Borderline products and medicines without a market authorisation The trade in traditional medicines such as TCM (Traditional Chinese Medicines, Ayurveda and others) The theft of medicines and their resale on the black market

It is also essential for rational and safe use of medicines that the information in advertising agrees with the elements approved of when the marketing authorisation (MA) for the medicine was granted. Healthcare professionals when making a therapeutic choice should not be influenced by elements that are not associated with the characteristics of the medicine.

In 1995, the Council was consulted by the Food Inspection of the Ministry of Public Health in connection with a request from the firm that marketed “Red Bull” regarding the modification of the authorised content of an additive that was already on the list of authorised additives, viz. caffeine.
en 1995, le Conseil est consulté par l’Inspection des denrées alimentaires du Ministère de la Santé publique suite à une demande de la firme commercialisant le Red Bull pour envisager la modification de la teneur autorisée d’un additif déjà inscrit sur la liste d’additifs autorisés, en l’occurrence la caféine.

Regulation (EC) No 726/2004 of the European Parliament and of the Council of 31 March 2004 laying down Community procedures for the authorisation and supervision of medicinal products for human and veterinary use and establishing a European Medicines Agency.
Règlement (CE) n o 726/2004 du Parlement européen et du Conseil du 31 mars 2004 établissant des procédures communautaires pour l'autorisation et la surveillance en ce qui concerne les médicaments à usage humain et à usage vétérinaire, et instituant une Agence européenne des médicaments, JO L 136 du 30 avril 2004, pp.0001-0033 ( [http ...]

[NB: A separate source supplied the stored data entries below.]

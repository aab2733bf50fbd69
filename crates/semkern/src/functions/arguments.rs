use crate::error::KernelError;
use crate::services::PromptExecutionSettings;
use crate::{JsonValue, Map};

/// Arguments passed to a kernel function, plus optional execution settings.
///
/// Execution settings are kept in insertion order, keyed by their target service id.
#[derive(Clone, Debug, Default)]
pub struct KernelArguments {
    arguments: Map,
    execution_settings: Vec<PromptExecutionSettings>,
}

impl KernelArguments {
    /// Creates empty arguments.
    pub fn new() -> Self {
        Self::default()
    }

    /// Adds an argument.
    pub fn with_argument(mut self, name: impl Into<String>, value: impl Into<JsonValue>) -> Self {
        self.arguments.insert(name.into(), value.into());
        self
    }

    /// Sets an argument in place.
    pub fn insert(&mut self, name: impl Into<String>, value: impl Into<JsonValue>) {
        self.arguments.insert(name.into(), value.into());
    }

    /// Attaches execution settings, rejecting two settings for the same service id.
    pub fn with_execution_settings(
        mut self,
        settings: impl IntoIterator<Item = PromptExecutionSettings>,
    ) -> Result<Self, KernelError> {
        for settings in settings {
            self.add_execution_settings(settings)?;
        }
        Ok(self)
    }

    /// Adds one execution settings entry.
    pub fn add_execution_settings(
        &mut self,
        settings: PromptExecutionSettings,
    ) -> Result<(), KernelError> {
        let service_id = settings.target_service_id();
        if self
            .execution_settings
            .iter()
            .any(|s| s.target_service_id() == service_id)
        {
            return Err(KernelError::DuplicateExecutionSettings(service_id.to_owned()));
        }
        self.execution_settings.push(settings);
        Ok(())
    }

    /// Returns an argument by name.
    pub fn get(&self, name: &str) -> Option<&JsonValue> {
        self.arguments.get(name)
    }

    /// Returns a string argument by name.
    pub fn get_str(&self, name: &str) -> Option<&str> {
        self.arguments.get(name).and_then(|v| v.as_str())
    }

    /// Returns all arguments.
    pub fn arguments(&self) -> &Map {
        &self.arguments
    }

    /// Returns the execution settings in insertion order.
    pub fn execution_settings(&self) -> &[PromptExecutionSettings] {
        &self.execution_settings
    }

    /// Returns the number of arguments.
    pub fn len(&self) -> usize {
        self.arguments.len()
    }

    /// Returns `true` if there are no arguments.
    pub fn is_empty(&self) -> bool {
        self.arguments.is_empty()
    }

    /// Consumes `self` and returns the argument map.
    pub fn into_map(self) -> Map {
        self.arguments
    }
}

impl From<Map> for KernelArguments {
    fn from(arguments: Map) -> Self {
        Self {
            arguments,
            execution_settings: Vec::new(),
        }
    }
}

Voor de producten die niet meer onder octrooi zijn, overweegt men in het EUvoorstel data protection voor nieuwe gegevens bij kinderen over veiligheid, kwaliteit en efficaciteit, te verbinden aan een nieuw type MA, PUMA (Pediatric Use Marketing Authorisation), tegelijk met een programma van financiering voor onderzoek hierin (Medicines Investigation for the Children of Europe, MICE).
Pour les produits qui ne sont plus sous patente, la Commission envisage dans sa proposition de subordonner une protection des nouvelles données pédiatriques en matière de sécurité, de qualité et d’efficacité à un nouveau type de M.A., la PUMA (Pediatric Use Marketing Autorisation), parallèlement à un programme de financement pour la recherche dans ce domaine (Medicines Investigation for the Children of Europe, MICE).